Senior DL Software Engineer, Model Optimization and Edge Deployment - Autonomous Vehicles

at Nvidia

📍 Santa Clara, United States

USD 184,000-356,500 per year

SENIOR

✅ On-site

Used Tools & Technologies

Not specified

Required Skills & Competences
Tag name is followed by "@" symbol and proficiency level value. About proficiency levels:

1-2 — basic awareness. Minimal hands-on experience, and a rudimentary understanding of the technology's purpose;

3-6 — daily use. Comfortable and regular usage, capable of handling common tasks and challenges related to the technology;

7-9 — you are an expert, you can teach others, you know all the pitfalls and tricks;

10 — exceptional knowledge, comprehensive understanding, and adeptness in all aspects of the technology, including advanced problem-solving. Think twice before claiming or demanding such level.

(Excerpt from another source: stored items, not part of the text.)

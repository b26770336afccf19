//! Tags: human names bound to one version
//!
//! A tag is a marker object at `_refs/tags/{name}.txt` holding the version
//! number, created with create-if-absent so two writers cannot bind the same
//! name. Tags also protect their version from cleanup.

use super::Table;
use std::collections::BTreeMap;
use tessel_core::{Error, Result};
use tessel_durability::{read_tag, read_tag_marker, validate_tag, write_tag};
use tessel_storage::{ObjectStore, TablePaths};
use tracing::info;

const TAG_SUFFIX: &str = ".txt";

/// Every bound tag of the table and the version it points at.
///
/// Tags still claimed by an in-flight commit are skipped.
pub(crate) fn list_tags(
    store: &dyn ObjectStore,
    paths: &TablePaths,
) -> Result<BTreeMap<String, u64>> {
    let prefix = paths.tags_prefix();
    let mut tags = BTreeMap::new();
    for path in store.list(&prefix)? {
        let Some(name) = path
            .strip_prefix(&prefix)
            .and_then(|rest| rest.strip_suffix(TAG_SUFFIX))
        else {
            continue;
        };
        if let Some(version) = read_tag_marker(store, paths, name)? {
            tags.insert(name.to_string(), version);
        }
    }
    Ok(tags)
}

impl Table {
    /// Bind `name` to an existing version.
    ///
    /// # Errors
    /// - [`Error::TagExists`] if the name is taken
    /// - [`Error::VersionNotFound`] if the version does not exist
    pub fn create_tag(&self, name: &str, version: u64) -> Result<()> {
        validate_tag(name)?;
        let coordinator = self.coordinator();
        coordinator
            .handler()
            .resolve_version(&**coordinator.store(), coordinator.paths(), version)?;
        write_tag(&**coordinator.store(), coordinator.paths(), name, version)?;
        info!(target: "tessel::table", tag = %name, version, "Created tag");
        Ok(())
    }

    /// Remove a tag. The version it pointed at becomes eligible for cleanup.
    pub fn delete_tag(&self, name: &str) -> Result<()> {
        validate_tag(name)?;
        let coordinator = self.coordinator();
        let path = coordinator.paths().tag(name);
        if !coordinator.store().exists(&path)? {
            return Err(Error::TagNotFound(name.to_string()));
        }
        coordinator.store().delete(&path)
    }

    /// Tags by name
    pub fn list_tags(&self) -> Result<BTreeMap<String, u64>> {
        let coordinator = self.coordinator();
        list_tags(&**coordinator.store(), coordinator.paths())
    }

    /// Version a tag points at
    pub fn tag_version(&self, name: &str) -> Result<u64> {
        let coordinator = self.coordinator();
        read_tag(&**coordinator.store(), coordinator.paths(), name)
    }
}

Algorithms @ 4 Machine Learning @ 6 LLM @ 4 PyTorch @ 4 CUDA @ 3 GPU @ 7 Deep Learning @ 4 AI @ 7 Profiling @ 4 Robotics @ 4 vLLM @ 6 TensorRT @ 4 SGLang @ 6 JAX @ 6

Details

NVIDIA is seeking a high-caliber Deep Learning Engineer to bridge cutting-edge multimodal architectures and real-time robotic execution for autonomous vehicles. In this role you will design and implement state-of-the-art algorithms to make LLM/VLM models fast, lean, and reliable enough to power an end-to-end driving stack. You will re-architect models for the edge to meet strict latency and safety constraints of an AV compute platform and integrate large-scale models within a high-performance C++ production environment.

Responsibilities

Develop state-of-the-art model optimization techniques (examples: speculative decoding with block diffusion, KV cache streaming, Prefill–Decode separation) to boost end-to-end model performance for production deployments.
Implement advanced compression techniques including quantization (FP4/FP8), pruning, and knowledge distillation to minimize model footprints while preserving safety-critical accuracy.
Design high-performance inference optimizations, including automated model sharding (tensor/sequence parallelism) and efficient attention kernels optimized for KV-caching.
Conduct deep, layer-by-layer model profiling to identify compute and memory bottlenecks and drive targeted optimizations for real-time execution.
Leverage the PyTorch ecosystem to extract standardized model graph representations and automate deployment pipelines for TensorRT conversion.
Scale deep learning model performance across NVIDIA edge architectures to maximize throughput of specialized accelerators on-road.
Architect software interfaces to integrate and interact with large-scale models within a high-performance C++ production environment.
Partner with research, TensorRT, and Cosmos teams to translate innovations into shipping product solutions.

Requirements

PhD with 4+ years, MS with 6+ years, or BS (or equivalent experience) with 8+ years of relevant experience in Computer Science, Computer Engineering, or a related technical field.
Expert-level proficiency in PyTorch, JAX, or similar machine learning frameworks.
Sophisticated proficiency with modern LLM/VLM inference stacks such as vLLM, TensorRT-LLM and SGLang.
Proven track record of training, deploying, or optimizing large-scale deep learning models in production environments.
Deep familiarity with NVIDIA deep learning SDKs, specifically TensorRT and CUDA.
Strong understanding of GPU architecture and the compilation stack, with the ability to debug end-to-end performance across the hardware/software boundary.

Ways to Stand Out

Deep experience with LLM, VLM, and VLA model optimization tailored for real-time robotic control, embodied AI, and autonomous decision-making.
Proven track record of implementing low-bit inference.
Prior experience writing custom high-performance kernels using CUDA, Triton, or CUTLASS to accelerate non-standard layers and specialized attention mechanisms.
Active contributions to open-source inference and optimization libraries such as vLLM, SGLang, and TensorRT-LLM.
Thorough understanding of real-time robotics constraints including safety-critical determinism, hardware-in-the-loop (HIL) testing, and ultra-low latency requirements.

Compensation & Benefits

Base salary range:
- Level 4: 184,000 USD - 287,500 USD
- Level 5: 224,000 USD - 356,500 USD
Eligible for equity and benefits. (Link to NVIDIA benefits referenced in original posting.)

Additional Information

Applications accepted at least until April 25, 2026.
This posting is for an existing vacancy.
NVIDIA uses AI tools in its recruiting processes and is an equal opportunity employer committed to a diverse work environment.